### Work to be completed
What is needed here is a faithful repeat of every entry, with no character changed.
━━━ Source data
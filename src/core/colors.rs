//! Color variable seeding from the site stylesheet.
//!
//! The stylesheet declares its palette as `var(--name, #hex)` fallbacks. Every
//! `--name, #hex)` pair found in the text is stored in `color_variables` unless
//! a row with the same name already exists. Existing names are read once and
//! the new rows are written in a single batch, so the cost does not grow with
//! one query per candidate.

use crate::{
    entities::{ColorVariable, color_variable},
    errors::Result,
};
use once_cell::sync::Lazy;
use regex::Regex;
use sea_orm::{QueryOrder, QuerySelect, Set, TransactionTrait, prelude::*};
use std::{collections::HashSet, path::Path};
use tracing::{debug, info, instrument};

static COLOR_VARIABLE_REGEX: Lazy<Regex> = Lazy::new(|| {
    Regex::new(r"(--[\w-]+),\s*(#[0-9A-Fa-f]{3,6})\)").expect("color variable pattern is valid")
});

/// Extracts `(name, value)` pairs from stylesheet text.
///
/// Names keep their leading `--` and values their leading `#`. When a name
/// appears more than once, the first occurrence wins.
#[must_use]
pub fn extract_color_variables(css: &str) -> Vec<(String, String)> {
    let mut seen = HashSet::new();
    COLOR_VARIABLE_REGEX
        .captures_iter(css)
        .filter_map(|caps| {
            let name = caps.get(1)?.as_str();
            let value = caps.get(2)?.as_str();
            seen.insert(name.to_string())
                .then(|| (name.to_string(), value.to_string()))
        })
        .collect()
}

/// Inserts every color variable from `css` that is not stored yet.
///
/// # Returns
/// The number of rows inserted. Zero matches is not an error.
#[instrument(skip(db, css), fields(css_len = css.len()))]
pub async fn seed_color_variables(db: &DatabaseConnection, css: &str) -> Result<usize> {
    let candidates = extract_color_variables(css);
    if candidates.is_empty() {
        debug!("No color variables found in stylesheet");
        return Ok(0);
    }

    let txn = db.begin().await?;

    let existing: HashSet<String> = ColorVariable::find()
        .select_only()
        .column(color_variable::Column::Name)
        .into_tuple::<String>()
        .all(&txn)
        .await?
        .into_iter()
        .collect();

    let new_rows: Vec<color_variable::ActiveModel> = candidates
        .into_iter()
        .filter(|(name, _)| !existing.contains(name))
        .map(|(name, value)| color_variable::ActiveModel {
            name: Set(name),
            value: Set(value),
            ..Default::default()
        })
        .collect();

    let inserted = new_rows.len();
    if inserted > 0 {
        ColorVariable::insert_many(new_rows).exec(&txn).await?;
    }
    txn.commit().await?;

    info!(inserted, existing = existing.len(), "Color variables seeded");
    Ok(inserted)
}

/// Reads the stylesheet at `path` and seeds its color variables.
pub async fn seed_color_variables_from_file<P: AsRef<Path>>(
    db: &DatabaseConnection,
    path: P,
) -> Result<usize> {
    let path = path.as_ref();
    debug!("Reading stylesheet from {}", path.display());
    let css = std::fs::read_to_string(path)?;
    seed_color_variables(db, &css).await
}

/// Retrieves all stored color variables ordered by name.
pub async fn get_color_variables(db: &DatabaseConnection) -> Result<Vec<color_variable::Model>> {
    ColorVariable::find()
        .order_by_asc(color_variable::Column::Name)
        .all(db)
        .await
        .map_err(Into::into)
}
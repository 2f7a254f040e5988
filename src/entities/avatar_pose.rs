//! Avatar pose entity - Stock poses an avatar can take in a composed catch photo.

use sea_orm::entity::prelude::*;
use serde::{Deserialize, Serialize};

#[derive(Clone, Debug, PartialEq, Eq, DeriveEntityModel, Serialize, Deserialize)]
#[sea_orm(table_name = "avatar_poses")]
pub struct Model {
    /// Unique identifier
    #[sea_orm(primary_key)]
    pub id: i32,
    /// Display name
    pub name: String,
    /// Grouping shown in pickers
    pub category: String,
    /// Preview image
    pub image_url: Option<String>,
    /// Only available to paid subscription tiers
    pub is_premium: bool,
    /// Optional sponsor; cleared when the sponsor is deleted
    pub sponsor_id: Option<i32>,
}

#[derive(Copy, Clone, Debug, EnumIter, DeriveRelation)]
pub enum Relation {
    #[sea_orm(
        belongs_to = "super::sponsor::Entity",
        from = "Column::SponsorId",
        to = "super::sponsor::Column::Id",
        on_update = "NoAction",
        on_delete = "SetNull"
    )]
    Sponsor,
}

impl Related<super::sponsor::Entity> for Entity {
    fn to() -> RelationDef {
        Relation::Sponsor.def()
    }
}

impl ActiveModelBehavior for ActiveModel {}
━━━━━━
### Task output
filename src/core/colors.rs
//! Color variable seeding from the site stylesheet.
//!
//! The stylesheet declares its palette as `var(--name, #hex)` fallbacks. Every
//! `--name, #hex)` pair found in the text is stored in `color_variables` unless
//! a row with the same name already exists. Existing names are read once and
//! the new rows are written in a single batch, so the cost does not grow with
//! one query per candidate.

use crate::{
    entities::{ColorVariable, color_variable},
    errors::Result,
};
use once_cell::sync::Lazy;
use regex::Regex;
use sea_orm::{QueryOrder, QuerySelect, Set, TransactionTrait, prelude::*};
use std::{collections::HashSet, path::Path};
use tracing::{debug, info, instrument};

static COLOR_VARIABLE_REGEX: Lazy<Regex> = Lazy::new(|| {
    Regex::new(r"(--[\w-]+),\s*(#[0-9A-Fa-f]{3,6})\)").expect("color variable pattern is valid")
});

/// Extracts `(name, value)` pairs from stylesheet text.
///
/// Names keep their leading `--` and values their leading `#`. When a name
/// appears more than once, the first occurrence wins.
#[must_use]
pub fn extract_color_variables(css: &str) -> Vec<(String, String)> {
    let mut seen = HashSet::new();
    COLOR_VARIABLE_REGEX
        .captures_iter(css)
        .filter_map(|caps| {
            let name = caps.get(1)?.as_str();
            let value = caps.get(2)?.as_str();
            seen.insert(name.to_string())
                .then(|| (name.to_string(), value.to_string()))
        })
        .collect()
}

/// Inserts every color variable from `css` that is not stored yet.
///
/// # Returns
/// The number of rows inserted. Zero matches is not an error.
#[instrument(skip(db, css), fields(css_len = css.len()))]
pub async fn seed_color_variables(db: &DatabaseConnection, css: &str) -> Result<usize> {
    let candidates = extract_color_variables(css);
    if candidates.is_empty() {
        debug!("No color variables found in stylesheet");
        return Ok(0);
    }

    let txn = db.begin().await?;

    let existing: HashSet<String> = ColorVariable::find()
        .select_only()
        .column(color_variable::Column::Name)
        .into_tuple::<String>()
        .all(&txn)
        .await?
        .into_iter()
        .collect();

    let new_rows: Vec<color_variable::ActiveModel> = candidates
        .into_iter()
        .filter(|(name, _)| !existing.contains(name))
        .map(|(name, value)| color_variable::ActiveModel {
            name: Set(name),
            value: Set(value),
            ..Default::default()
        })
        .collect();

    let inserted = new_rows.len();
    if inserted > 0 {
        ColorVariable::insert_many(new_rows).exec(&txn).await?;
    }
    txn.commit().await?;

    info!(inserted, existing = existing.len(), "Color variables seeded");
    Ok(inserted)
}

/// Reads the stylesheet at `path` and seeds its color variables.
pub async fn seed_color_variables_from_file<P: AsRef<Path>>(
    db: &DatabaseConnection,
    path: P,
) -> Result<usize> {
    let path = path.as_ref();
    debug!("Reading stylesheet from {}", path.display());
    let css = std::fs::read_to_string(path)?;
    seed_color_variables(db, &css).await
}

/// Retrieves all stored color variables ordered by name.
pub async fn get_color_variables(db: &DatabaseConnection) -> Result<Vec<color_variable::Model>> {
    ColorVariable::find()
        .order_by_asc(color_variable::Column::Name)
        .all(db)
        .await
        .map_err(Into::into)
}
repository 2f7a254f040e5988
filename src/entities/avatar_pose.rs
//! Avatar pose entity - Stock poses an avatar can take in a composed catch photo.

use sea_orm::entity::prelude::*;
use serde::{Deserialize, Serialize};

#[derive(Clone, Debug, PartialEq, Eq, DeriveEntityModel, Serialize, Deserialize)]
#[sea_orm(table_name = "avatar_poses")]
pub struct Model {
    /// Unique identifier
    #[sea_orm(primary_key)]
    pub id: i32,
    /// Display name
    pub name: String,
    /// Grouping shown in pickers
    pub category: String,
    /// Preview image
    pub image_url: Option<String>,
    /// Only available to paid subscription tiers
    pub is_premium: bool,
    /// Optional sponsor; cleared when the sponsor is deleted
    pub sponsor_id: Option<i32>,
}

#[derive(Copy, Clone, Debug, EnumIter, DeriveRelation)]
pub enum Relation {
    #[sea_orm(
        belongs_to = "super::sponsor::Entity",
        from = "Column::SponsorId",
        to = "super::sponsor::Column::Id",
        on_update = "NoAction",
        on_delete = "SetNull"
    )]
    Sponsor,
}

impl Related<super::sponsor::Entity> for Entity {
    fn to() -> RelationDef {
        Relation::Sponsor.def()
    }
}

impl ActiveModelBehavior for ActiveModel {}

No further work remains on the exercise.